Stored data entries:
§ §
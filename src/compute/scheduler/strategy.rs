//! Strategy seam of the operator scheduler.

use rand::rngs::StdRng;

use crate::schema::SelectorStrategy;

use super::OperatorStats;
use super::bandit::{DmabSelector, KappaRouletteSelector, PdmabSelector};
use super::random::RandomSelector;
use super::self_adaptive::SelfAdaptiveSelector;

/// An operator chosen for one offspring slot.
#[derive(Debug, Clone, Copy, PartialEq)]
pub struct Selection {
    /// Index of the operator in the scheduler.
    pub index: usize,
    /// Strategy score that led to the choice (0 when not score-based).
    pub score: f64,
}

/// Scoring strategy plugged into the scheduler's base protocol.
///
/// Strategies only choose among operators the base protocol reports as
/// selectable and keep their own per-operator state, indexed like the
/// scheduler's operator list.
pub trait SelectionStrategy: Send {
    /// Short name used in logs.
    fn name(&self) -> &'static str;

    /// Choose among selectable operators. `None` when nothing is selectable.
    fn select(&mut self, operators: &[OperatorStats], rng: &mut StdRng) -> Option<Selection>;

    /// Consume this generation's call outcomes. `reset_due` is set when a
    /// dormant operator was reactivated during the generation.
    fn step(&mut self, operators: &[OperatorStats], reset_due: bool);

    /// Called at every epoch boundary.
    fn epoch(&mut self) {}

    /// Strategy-specific weight of an operator, for reporting.
    fn weight(&self, _index: usize) -> Option<f64> {
        None
    }
}

/// Instantiate the configured strategy for `operator_count` operators.
pub fn build_strategy(config: &SelectorStrategy, operator_count: usize) -> Box<dyn SelectionStrategy> {
    match config {
        SelectorStrategy::Random => Box::new(RandomSelector),
        SelectorStrategy::SelfAdaptive(sa) => {
            Box::new(SelfAdaptiveSelector::new(sa.clone(), operator_count))
        }
        SelectorStrategy::Dmab(bandit) => Box::new(DmabSelector::new(bandit.clone(), operator_count)),
        SelectorStrategy::Pdmab(bandit) => {
            Box::new(PdmabSelector::new(bandit.clone(), operator_count))
        }
        SelectorStrategy::KappaRoulette(kr) => Box::new(KappaRouletteSelector::new(
            kr.bandit.clone(),
            kr.kappa,
            operator_count,
        )),
    }
}

/// Indices of the selectable operators.
pub(crate) fn selectable_indices(operators: &[OperatorStats]) -> Vec<usize> {
    operators
        .iter()
        .enumerate()
        .filter(|(_, o)| o.selectable())
        .map(|(i, _)| i)
        .collect()
}
//! Per-operator bookkeeping shared by every selection strategy.

use std::fmt;

/// Qualitative outcome of one child compared with its references.
#[derive(Debug, Clone, Copy, PartialEq, Eq, Hash)]
pub enum Performance {
    VeryGood,
    Good,
    Normal,
    Bad,
    VeryBad,
}

impl Performance {
    /// Number of performance levels.
    pub const COUNT: usize = 5;

    #[inline]
    pub fn index(self) -> usize {
        self as usize
    }
}

/// Histogram of child performances.
#[derive(Debug, Clone, Copy, Default, PartialEq, Eq)]
pub struct PerformanceHistogram([u32; Performance::COUNT]);

impl PerformanceHistogram {
    pub fn get(&self, level: Performance) -> u32 {
        self.0[level.index()]
    }

    pub fn record(&mut self, level: Performance) {
        self.0[level.index()] += 1;
    }

    pub fn merge(&mut self, other: &PerformanceHistogram) {
        for (a, b) in self.0.iter_mut().zip(other.0.iter()) {
            *a += *b;
        }
    }

    pub fn total(&self) -> u32 {
        self.0.iter().sum()
    }
}

/// Identifies one call record of the current generation.
#[derive(Debug, Clone, Copy, PartialEq, Eq, Hash)]
pub struct CallId {
    pub operator: usize,
    pub call: usize,
}

/// Result of one operator call during the current generation.
#[derive(Debug, Clone, Default)]
pub struct CallOutcome {
    valid_children: usize,
    performance: PerformanceHistogram,
    rewards: Vec<f64>,
}

impl CallOutcome {
    pub fn new(valid_children: usize) -> Self {
        Self {
            valid_children,
            ..Default::default()
        }
    }

    pub fn valid_children(&self) -> usize {
        self.valid_children
    }

    /// Record the performance of one evaluated child. Call once per child.
    pub fn record_performance(&mut self, level: Performance) {
        self.performance.record(level);
    }

    pub fn performance(&self) -> &PerformanceHistogram {
        &self.performance
    }

    pub fn add_reward(&mut self, reward: f64) {
        self.rewards.push(reward);
    }

    /// Best reward among the children, 0 when none was recorded.
    pub fn max_reward(&self) -> f64 {
        self.rewards.iter().copied().reduce(f64::max).unwrap_or(0.0)
    }
}

/// Scheduling state of one registered operator.
///
/// The base protocol in [`super::OperatorScheduler`] owns every field here;
/// strategy-specific state lives in the strategies, indexed in parallel.
#[derive(Debug, Clone)]
pub struct OperatorStats {
    pub(crate) name: String,
    pub(crate) enabled: bool,
    /// Remaining call budget for this generation.
    pub(crate) tokens: u32,
    /// Successful calls issued this generation and not yet folded into statistics.
    pub(crate) pending: u32,
    /// Pseudo-deactivated until the operator produces a valid child.
    pub(crate) dormant: bool,
    pub(crate) generations_since_token: u32,
    pub(crate) outcomes: Vec<CallOutcome>,
    // Epoch statistics, cleared by `epoch()`.
    pub(crate) performance: PerformanceHistogram,
    pub(crate) failed_calls: u32,
    pub(crate) calls_last_generation: usize,
}

impl OperatorStats {
    pub(crate) fn new(name: impl Into<String>, initial_tokens: u32) -> Self {
        Self {
            name: name.into(),
            enabled: true,
            tokens: initial_tokens,
            pending: 0,
            dormant: true,
            generations_since_token: 0,
            outcomes: Vec::new(),
            performance: PerformanceHistogram::default(),
            failed_calls: 0,
            calls_last_generation: 0,
        }
    }

    pub fn name(&self) -> &str {
        &self.name
    }

    pub fn enabled(&self) -> bool {
        self.enabled
    }

    pub fn tokens(&self) -> u32 {
        self.tokens
    }

    pub fn pending(&self) -> u32 {
        self.pending
    }

    pub fn dormant(&self) -> bool {
        self.dormant
    }

    pub fn generations_since_token(&self) -> u32 {
        self.generations_since_token
    }

    /// Call records of the current generation.
    pub fn outcomes(&self) -> &[CallOutcome] {
        &self.outcomes
    }

    /// Child performance accumulated over the current epoch.
    pub fn epoch_performance(&self) -> &PerformanceHistogram {
        &self.performance
    }

    /// Calls without valid children over the current epoch.
    pub fn failed_calls(&self) -> u32 {
        self.failed_calls
    }

    pub fn calls_last_generation(&self) -> usize {
        self.calls_last_generation
    }

    /// Enabled, proven useful and holding at least one token.
    #[inline]
    pub fn selectable(&self) -> bool {
        self.enabled && !self.dormant && self.tokens > 0
    }

    /// Dormant with a probe token not yet spent this generation.
    #[inline]
    pub(crate) fn has_probe_token(&self) -> bool {
        self.enabled && self.dormant && self.tokens as usize > self.outcomes.len()
    }

    /// Fold the current generation's outcomes into the epoch statistics.
    pub(crate) fn fold_outcomes(&mut self) {
        for outcome in &self.outcomes {
            if outcome.valid_children == 0 {
                self.failed_calls += 1;
            } else {
                self.performance.merge(&outcome.performance);
            }
        }
        self.calls_last_generation = self.outcomes.len();
    }

    pub(crate) fn clear_epoch(&mut self) {
        self.performance = PerformanceHistogram::default();
        self.failed_calls = 0;
    }
}

/// Summary of epoch statistics over all operators.
#[derive(Debug, Clone, Copy, Default, PartialEq, Eq)]
pub struct EpochSummary {
    pub performance: PerformanceHistogram,
    pub failures: u32,
}

impl fmt::Display for EpochSummary {
    fn fmt(&self, f: &mut fmt::Formatter<'_>) -> fmt::Result {
        write!(
            f,
            "VBad={}; Bad={}; Norm={}; Good={}; VGood={}; FAIL={}",
            self.performance.get(Performance::VeryBad),
            self.performance.get(Performance::Bad),
            self.performance.get(Performance::Normal),
            self.performance.get(Performance::Good),
            self.performance.get(Performance::VeryGood),
            self.failures
        )
    }
}
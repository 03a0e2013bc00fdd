//! Explicit operator registry.
//!
//! Operators are registered once by name and handed to the scheduler through
//! this value, so there is no process-wide operator table.

use crate::schema::{DefaultOperators, SchedulerConfig};

/// Whether an operator participates when no explicit choice is made.
#[derive(Debug, Clone, Copy, PartialEq, Eq, Default)]
pub enum OperatorCategory {
    #[default]
    DefaultOn,
    DefaultOff,
}

/// A registered operator and its payload.
#[derive(Debug, Clone)]
pub struct RegisteredOperator<O> {
    pub name: String,
    pub category: OperatorCategory,
    pub operator: O,
}

/// Ordered collection of registered operators.
#[derive(Debug, Clone)]
pub struct OperatorRegistry<O> {
    operators: Vec<RegisteredOperator<O>>,
}

impl<O> Default for OperatorRegistry<O> {
    fn default() -> Self {
        Self {
            operators: Vec::new(),
        }
    }
}

impl<O> OperatorRegistry<O> {
    pub fn new() -> Self {
        Self::default()
    }

    /// Register an operator under a unique name.
    pub fn register(
        &mut self,
        name: impl Into<String>,
        category: OperatorCategory,
        operator: O,
    ) -> Result<(), RegistryError> {
        let name = name.into();
        if self.contains(&name) {
            return Err(RegistryError::Duplicate(name));
        }
        self.operators.push(RegisteredOperator {
            name,
            category,
            operator,
        });
        Ok(())
    }

    pub fn contains(&self, name: &str) -> bool {
        self.operators.iter().any(|o| o.name == name)
    }

    pub fn get(&self, name: &str) -> Option<&O> {
        self.operators
            .iter()
            .find(|o| o.name == name)
            .map(|o| &o.operator)
    }

    /// Operator at a scheduler index.
    pub fn by_index(&self, index: usize) -> Option<&RegisteredOperator<O>> {
        self.operators.get(index)
    }

    pub fn iter(&self) -> impl Iterator<Item = &RegisteredOperator<O>> {
        self.operators.iter()
    }

    pub fn len(&self) -> usize {
        self.operators.len()
    }

    pub fn is_empty(&self) -> bool {
        self.operators.is_empty()
    }

    /// Names of the operators enabled under the given configuration, in
    /// registration order.
    ///
    /// Explicit `enable`/`disable` lists win over the default policy.
    pub fn enabled_names(&self, config: &SchedulerConfig) -> Result<Vec<String>, RegistryError> {
        for name in config.enable.iter().chain(config.disable.iter()) {
            if !self.contains(name) {
                return Err(RegistryError::Unknown(name.clone()));
            }
        }

        let names: Vec<String> = self
            .operators
            .iter()
            .filter(|o| {
                if config.disable.contains(&o.name) {
                    return false;
                }
                if config.enable.contains(&o.name) {
                    return true;
                }
                match config.default_operators {
                    DefaultOperators::None => false,
                    DefaultOperators::All => true,
                    DefaultOperators::Smart => o.category == OperatorCategory::DefaultOn,
                }
            })
            .map(|o| o.name.clone())
            .collect();

        if names.is_empty() {
            return Err(RegistryError::NoEnabledOperators);
        }
        Ok(names)
    }
}

/// Registry errors.
#[derive(Debug, thiserror::Error)]
pub enum RegistryError {
    #[error("Operator {0} is registered more than once")]
    Duplicate(String),
    #[error("Unknown operator {0}")]
    Unknown(String),
    #[error("No enabled operators")]
    NoEnabledOperators,
}
//! Schema module - Configuration and value types for the evolutionary driver.

mod config;
mod fitness;
mod scheduler;

pub use config::*;
pub use fitness::*;
pub use scheduler::*;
§ §
**EXERCISE OBJECTIVE:** Lines in the records above that carry the word "KappaRouletteSelector" are to be located and copied.

**ANSWER TO THIS TASK:**
use super::bandit::{DmabSelector, KappaRouletteSelector, PdmabSelector};
        SelectorStrategy::KappaRoulette(kr) => Box::new(KappaRouletteSelector::new(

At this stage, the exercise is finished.